== PROMPT ==
Emit a verbatim copy of the lines running from the line with "pub fn default_model_dir()" through the end of the material below.

== DATASET CONTENT ==
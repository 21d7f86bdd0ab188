use crate::detector::{DetectorError, FaceDetector};
use crate::recognizer::{FaceRecognizer, RecognizerError};
use crate::types::Embedding;
use std::path::Path;
use thiserror::Error;

pub const SCRFD_MODEL_FILE: &str = "det_10g.onnx";
pub const ARCFACE_MODEL_FILE: &str = "w600k_r50.onnx";

#[derive(Error, Debug)]
pub enum ExtractError {
    #[error("failed to decode image: {0}")]
    Decode(#[from] image::ImageError),
    #[error("detector error: {0}")]
    Detector(#[from] DetectorError),
    #[error("recognizer error: {0}")]
    Recognizer(#[from] RecognizerError),
}

/// Turns raw image bytes into face embeddings.
pub trait EmbeddingExtractor {
    /// Zero or more embeddings, most confident face first.
    fn extract(&mut self, image: &[u8]) -> Result<Vec<Embedding>, ExtractError>;
}

/// SCRFD detection + ArcFace recognition.
pub struct OnnxExtractor {
    detector: FaceDetector,
    recognizer: FaceRecognizer,
}

impl OnnxExtractor {
    /// Load both models from `model_dir`.
    pub fn load(model_dir: &Path) -> Result<Self, ExtractError> {
        let detector = FaceDetector::load(&model_dir.join(SCRFD_MODEL_FILE))?;
        let recognizer = FaceRecognizer::load(&model_dir.join(ARCFACE_MODEL_FILE))?;
        Ok(Self {
            detector,
            recognizer,
        })
    }
}

impl EmbeddingExtractor for OnnxExtractor {
    fn extract(&mut self, image: &[u8]) -> Result<Vec<Embedding>, ExtractError> {
        let rgb = image::load_from_memory(image)?.to_rgb8();
        let faces = self.detector.detect(&rgb)?;
        tracing::debug!(
            width = rgb.width(),
            height = rgb.height(),
            faces = faces.len(),
            "extract: faces detected"
        );

        let mut embeddings = Vec::with_capacity(faces.len());
        for face in &faces {
            match self.recognizer.extract(&rgb, face) {
                Ok(e) => embeddings.push(e),
                Err(RecognizerError::NoLandmarks) => {
                    tracing::debug!(confidence = face.confidence, "skipping face without landmarks");
                }
                Err(e) => return Err(e.into()),
            }
        }
        Ok(embeddings)
    }
}

/// Default model directory: `$XDG_DATA_HOME/rollcall/models`, falling back
/// to `~/.local/share/rollcall/models`.
pub fn default_model_dir() -> std::path::PathBuf {
    crate::default_data_dir().join("models")
}

#[cfg(test)]
mod tests {
    use super::*;

    #[test]
    fn test_load_without_models() {
        let dir = tempfile::TempDir::new().unwrap();
        let err = OnnxExtractor::load(dir.path()).err().unwrap();
        assert!(matches!(
            err,
            ExtractError::Detector(DetectorError::ModelNotFound(ref p)) if p.ends_with(SCRFD_MODEL_FILE)
        ));
    }
}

== EXERCISE RESPONSE ==
pub fn default_model_dir() -> std::path::PathBuf {
    crate::default_data_dir().join("models")
}

#[cfg(test)]
mod tests {
    use super::*;

    #[test]
    fn test_load_without_models() {
        let dir = tempfile::TempDir::new().unwrap();
        let err = OnnxExtractor::load(dir.path()).err().unwrap();
        assert!(matches!(
            err,
            ExtractError::Detector(DetectorError::ModelNotFound(ref p)) if p.ends_with(SCRFD_MODEL_FILE)
        ));
    }
}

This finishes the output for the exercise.